Anne Frank’s father, Otto Frank, attempted to immigrate to The United States shortly after the family fled Germany for Holland. Here is an article describing the reason the family was unable to make that trip. 
This story asks you to imagine if Otto Frank had been successful in this bid to escape Hitler’s hate and Europe’s decline into blood-soiled war and human tragedy. Below you’ll see a blog post about this special day, and just one of the many millions of blessings to the world we lost because of such hate-filled anti-immigrant policies.



ANNE FRANK

Posted on June 12, 2017 by dirkdeklein under Anne Frank, History, Holocaust, Pre WWII, World War 2

Anne Frank would have turned 88 today so on her birthday what better time to reflect on her life.
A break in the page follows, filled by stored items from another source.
//! End-to-end play over real websocket connections.

use std::net::SocketAddr;
use std::time::Duration;

use futures::{SinkExt, StreamExt};
use serde_json::{json, Value};
use skyjo_server::game::SessionOptions;
use skyjo_server::room::manager::SessionRegistry;
use skyjo_server::{router, AppState};
use tokio::net::{TcpListener, TcpStream};
use tokio_tungstenite::tungstenite::Message;
use tokio_tungstenite::{connect_async, MaybeTlsStream, WebSocketStream};

type Client = WebSocketStream<MaybeTlsStream<TcpStream>>;

async fn serve() -> SocketAddr {
    let listener = TcpListener::bind("127.0.0.1:0").await.unwrap();
    let addr = listener.local_addr().unwrap();
    let app = router(AppState::new(SessionRegistry::new(SessionOptions::default())));
    tokio::spawn(async move {
        axum::serve(listener, app).await.unwrap();
    });
    addr
}

async fn open(addr: SocketAddr, path: &str) -> Client {
    let (ws, _) = connect_async(format!("ws://{addr}{path}")).await.unwrap();
    ws
}

async fn send(ws: &mut Client, event: &str, data: Value) {
    let frame = json!({ "event": event, "data": data }).to_string();
    ws.send(Message::Text(frame)).await.unwrap();
}

/// Next JSON event, whatever it is.
async fn recv(ws: &mut Client) -> Value {
    loop {
        let msg = tokio::time::timeout(Duration::from_secs(5), ws.next())
            .await
            .expect("timed out waiting for event")
            .expect("socket closed")
            .unwrap();
        if let Message::Text(text) = msg {
            return serde_json::from_str(&text).unwrap();
        }
    }
}

/// Skip ahead to the next event named `name`.
async fn recv_named(ws: &mut Client, name: &str) -> Value {
    loop {
        let ev = recv(ws).await;
        if ev["event"] == name {
            return ev["data"].clone();
        }
    }
}

async fn recv_state_where(ws: &mut Client, pred: impl Fn(&Value) -> bool) -> Value {
    loop {
        let state = recv_named(ws, "game_state").await;
        if pred(&state) {
            return state;
        }
    }
}

#[tokio::test]
async fn two_players_start_and_take_turns() {
    let addr = serve().await;
    let mut a = open(addr, "/ws").await;
    let mut b = open(addr, "/ws").await;

    let initial = recv_named(&mut a, "game_state").await;
    assert_eq!(initial["started"], false);

    send(&mut a, "join_game", json!({ "username": "A" })).await;
    recv_state_where(&mut b, |s| s["players"].as_array().map(Vec::len) == Some(1)).await;
    send(&mut b, "join_game", json!({ "username": "B" })).await;
    recv_state_where(&mut a, |s| s["players"].as_array().map(Vec::len) == Some(2)).await;

    send(&mut a, "ready", json!({ "username": "A" })).await;
    recv_state_where(&mut b, |s| s["players"][0]["ready"] == true).await;
    send(&mut b, "ready", json!({ "username": "B" })).await;

    let state = recv_state_where(&mut a, |s| s["started"] == true).await;
    recv_state_where(&mut b, |s| s["started"] == true).await;
    assert_eq!(state["turn"], 0);
    assert_eq!(state["current_player"], "A");
    assert_eq!(state["deck_count"], 125);
    assert_eq!(state["discard_pile"].as_array().unwrap().len(), 1);
    assert_eq!(state["player_hands"]["A"].as_array().unwrap().len(), 12);
    assert_eq!(state["player_hands"]["B"].as_array().unwrap().len(), 12);
    assert!(state["player_hands"]["A"].as_array().unwrap().iter().all(Value::is_null));
    assert!(state.get("deck").is_none());

    // out of turn: only B hears about it
    send(&mut b, "action", json!({ "type": "draw_from_deck", "player": "B" })).await;
    let err = recv_named(&mut b, "error").await;
    assert_eq!(err["message"], "it is not B's turn");

    send(&mut a, "action", json!({ "type": "draw_from_deck", "player": "A" })).await;
    let drawn = recv(&mut a).await;
    assert_eq!(drawn["event"], "card_drawn");
    assert_eq!(drawn["data"]["player"], "A");
    assert!(drawn["data"]["card"].is_i64());

    let after = recv_named(&mut b, "game_state").await;
    assert_eq!(after["current_player"], "B");
    assert_eq!(after["deck_count"], 124);
    assert_eq!(after["held"], json!({ "A": true, "B": false }));
}

#[tokio::test]
async fn malformed_frames_get_private_errors() {
    let addr = serve().await;
    let mut a = open(addr, "/ws/side-table").await;
    recv_named(&mut a, "game_state").await;

    a.send(Message::Text("{\"event\":\"join_game\"}".into())).await.unwrap();
    let err = recv_named(&mut a, "error").await;
    assert!(err["message"].as_str().unwrap().starts_with("malformed event"));

    send(&mut a, "ready", json!({ "username": "nobody" })).await;
    let err = recv_named(&mut a, "error").await;
    assert_eq!(err["message"], "this connection does not play as 'nobody'");
}

#[tokio::test]
async fn disconnect_frees_the_name() {
    let addr = serve().await;
    let mut a = open(addr, "/ws").await;
    let mut b = open(addr, "/ws").await;

    send(&mut a, "join_game", json!({ "username": "A" })).await;
    recv_state_where(&mut b, |s| s["players"].as_array().map(Vec::len) == Some(1)).await;

    a.close(None).await.unwrap();
    recv_state_where(&mut b, |s| s["players"].as_array().map(Vec::len) == Some(0)).await;

    send(&mut b, "join_game", json!({ "username": "A" })).await;
    let state = recv_state_where(&mut b, |s| s["players"].as_array().map(Vec::len) == Some(1)).await;
    assert_eq!(state["players"][0]["name"], "A");
}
I will focus more on her younger years prior to her diary. So much has already been written about Anne, I doubt there will be anything new in this blog, it is nevertheless important to remember Anne and through her all those who perished.
Annelies Marie “Anne” Frank  born 12 June 1929.

(Anne Frank’s birthplace, the Maingau Red Cross Clinic)
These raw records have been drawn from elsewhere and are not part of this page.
//! Connection ids.

use ulid::Ulid;

/// A fresh id for a websocket connection. Sortable by creation time.
pub fn new_connection_id() -> String {
    Ulid::new().to_string()
}
//! Player actions and the state machine that applies them.

use serde::Deserialize;
use tracing::debug;

use super::card::Card;
use super::error::GameError;
use super::hand::HAND_SIZE;
use super::session::{Event, Outbound, Session};

/// How many accepted actions make up a turn.
#[derive(Debug, Clone, Copy, Default, PartialEq, Eq)]
pub enum TurnRule {
    /// Every accepted action passes the turn.
    #[default]
    SingleAction,
    /// A draw keeps the turn; placing or discarding the drawn card passes it.
    DrawThenPlace,
}

#[derive(Debug, Clone, Copy, PartialEq, Eq)]
pub enum DrawSource {
    Deck,
    Discard,
}

#[derive(Debug, Clone, PartialEq, Eq)]
pub enum Action {
    Draw { player: String, from: DrawSource },
    ReplaceCard { player: String, card_index: usize, card: Option<Card> },
    DiscardHeld { player: String },
}

impl Action {
    pub fn player(&self) -> &str {
        match self {
            Action::Draw { player, .. }
            | Action::ReplaceCard { player, .. }
            | Action::DiscardHeld { player } => player,
        }
    }
}

/// The `action` payload as it arrives on the wire.
#[derive(Debug, Clone, Deserialize)]
pub struct RawAction {
    #[serde(rename = "type")]
    pub kind: String,
    pub player: String,
    #[serde(default)]
    pub card_index: Option<usize>,
    #[serde(default)]
    pub card: Option<i64>,
}

impl TryFrom<RawAction> for Action {
    type Error = GameError;

    fn try_from(raw: RawAction) -> Result<Self, Self::Error> {
        let RawAction { kind, player, card_index, card } = raw;
        match kind.as_str() {
            "draw_from_deck" => Ok(Action::Draw { player, from: DrawSource::Deck }),
            "draw_from_discard" => Ok(Action::Draw { player, from: DrawSource::Discard }),
            "replace_card" => {
                let card_index = card_index.ok_or_else(|| {
                    GameError::MalformedEvent("replace_card requires card_index".into())
                })?;
                let card = card.map(Card::new).transpose()?;
                Ok(Action::ReplaceCard { player, card_index, card })
            }
            "discard_held" => Ok(Action::DiscardHeld { player }),
            _ => Err(GameError::UnknownAction(kind)),
        }
    }
}

/// Validate and apply one action. Nothing is mutated unless the whole action
/// is accepted.
pub(super) fn process(session: &mut Session, action: Action) -> Result<Vec<Outbound>, GameError> {
    if !session.round_in_progress() {
        return Err(GameError::GameNotActive);
    }
    session.turn.check(&session.players, action.player())?;

    let mut out = Vec::new();
    let passes_turn = match action {
        Action::Draw { player, from } => {
            if session.held.contains_key(&player) {
                return Err(GameError::AlreadyHolding(player));
            }
            let card = match from {
                DrawSource::Deck => session.deck.draw(),
                DrawSource::Discard => session.discard.pop(),
            };
            debug!(%player, ?from, ?card, "draw");
            if let Some(card) = card {
                session.held.insert(player.clone(), card);
            }
            let passes = card.is_none() || session.rule == TurnRule::SingleAction;
            out.push(Outbound::caller(Event::CardDrawn { card, player }));
            passes
        }
        Action::ReplaceCard { player, card_index, card } => {
            if card_index >= HAND_SIZE {
                return Err(GameError::InvalidCardIndex(card_index));
            }
            if !session.hands.contains_key(&player) {
                return Err(GameError::NoHand(player));
            }
            let held = *session
                .held
                .get(&player)
                .ok_or_else(|| GameError::NothingHeld(player.clone()))?;
            if let Some(claimed) = card {
                if claimed != held {
                    return Err(GameError::CardMismatch { held, claimed });
                }
            }
            let hand = session
                .hands
                .get_mut(&player)
                .ok_or_else(|| GameError::NoHand(player.clone()))?;
            let old = hand.replace(card_index, held)?;
            session.held.remove(&player);
            session.discard.push(old);
            debug!(%player, card_index, new = %held, %old, "replace card");
            true
        }
        Action::DiscardHeld { player } => {
            let held = session
                .held
                .remove(&player)
                .ok_or_else(|| GameError::NothingHeld(player.clone()))?;
            session.discard.push(held);
            debug!(%player, card = %held, "discard held card");
            true
        }
    };

    if passes_turn {
        session.turn.advance(session.players.len());
    }
    out.push(Outbound::everyone(Event::GameState(session.snapshot())));
    out.extend(session.check_round_end());
    Ok(out)
}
Born in Frankfurt, Germany, she lived most of her life in or near Amsterdam, Netherlands, having moved there with her family at the age of four-and-a-half when the Nazis gained control over Germany.
The roots of the family of Anne Frank can be traced back to the Judengasse (Jews’ lane) in Frankfurt am Main. From 1462, this was the ghetto of the city. All 110 Jews who had previously lived in the centre of the city had to move there. At either end of the lane were gates that were closed on Christian holidays.
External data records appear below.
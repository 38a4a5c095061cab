//! Wire events. Every frame is JSON text shaped `{"event": name, "data": payload}`.

use serde::{Deserialize, Serialize};

use crate::game::{Card, Event, GameError, RawAction, Snapshot};

#[derive(Debug, Clone, Deserialize)]
#[serde(tag = "event", content = "data", rename_all = "snake_case")]
pub enum ClientEvent {
    JoinGame { username: String },
    Ready { username: String },
    Action(RawAction),
    RevealCard { username: String, card_index: usize },
    Ping,
}

#[derive(Debug, Clone, Serialize)]
#[serde(tag = "event", content = "data", rename_all = "snake_case")]
pub enum ServerEvent {
    GameState(Snapshot),
    CardDrawn { card: Option<Card>, player: String },
    RoundEnd(Snapshot),
    Error { message: String },
    Pong,
}

impl From<Event> for ServerEvent {
    fn from(event: Event) -> Self {
        match event {
            Event::GameState(snapshot) => ServerEvent::GameState(snapshot),
            Event::CardDrawn { card, player } => ServerEvent::CardDrawn { card, player },
            Event::RoundEnd(snapshot) => ServerEvent::RoundEnd(snapshot),
        }
    }
}

impl From<&GameError> for ServerEvent {
    fn from(err: &GameError) -> Self {
        ServerEvent::Error { message: err.to_string() }
    }
}

pub fn decode(text: &str) -> Result<ClientEvent, GameError> {
    serde_json::from_str(text).map_err(|err| GameError::MalformedEvent(err.to_string()))
}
In 1925, Otto Frank married Edith Holländer, the daughter of a wealthy industrialist from Aachen.Her ancestors had moved to Germany from Amsterdam. Although the Holländers were not orthodox, Edith’s father was a prominent member of the Jewish community. They ran a kosher household and attended synagogue regularly. The Franks, on the other hand, were assimilated Jews. After their honeymoon, the couple moved into the house of Otto’s mother Alice. Otto’s sister Leni, her husband Erich and their two sons Stephan (1921-1980) and Bernhard, known as Buddy (1925), were already living there. Otto and Edith Frank’s older daughter, Margot, was born in 1926 and their younger daughter, Anne, was born in 1929.



On January 30, 1933, Hindenburg, President of the Reich, appointed Hitler Chancellor of the Reich, and as early as April 1 a boycott against the Jewish population came into force. SA commandos occupied the entrances to Jewish department stores and shops, and prevented access to law firms and medical practices owned by Jewish citizens.
The Franks also decided to leave Germany. Otto Frank moved to Amsterdam in 1933, where he set up a branch of Opekta-Werke. In 1934 he sent for his wife and daughters, Margot and Anne, who were eight and five years old, to join him in Amsterdam. The family settled down well into life in the Netherlands.


When the German army attacked the Netherlands in May 1940 and then occupied the country, anti-Jewish laws were issued there as well. Jews were increasingly limited in their professional and social life. When Jewish children were no longer allowed to attend the same school as non-Jewish children, Anne Frank switched to the Jewish Lyceum.
For her thirteenth birthday on 12 June 1942, Anne received a book she had shown her father in a shop window a few days earlier. Although it was an autograph book, bound with red-and-white checkered cloth and with a small lock on the front, Frank decided she would use it as a diary,and she began writing in it almost immediately.

In her entry dated 20 June 1942, she lists many of the restrictions placed upon the lives of the Dutch Jewish population
Miep Gies and Bep Voskuijl found Anne Frank’s diaries after the family had been deported.

The women were secretaries for Opekta-Werke, where Anne Frank’s father had also worked, and were members of the group of helpers who had hidden the family.
Miep kept the diaries in the hope that she would be able to return them to Anne Frank one day. When, after the war, she found out that Anne Frank had died in the concentration camp, she handed the notebooks and loose sheets to Anne Frank’s father Otto Frank, the sole survivor of the family.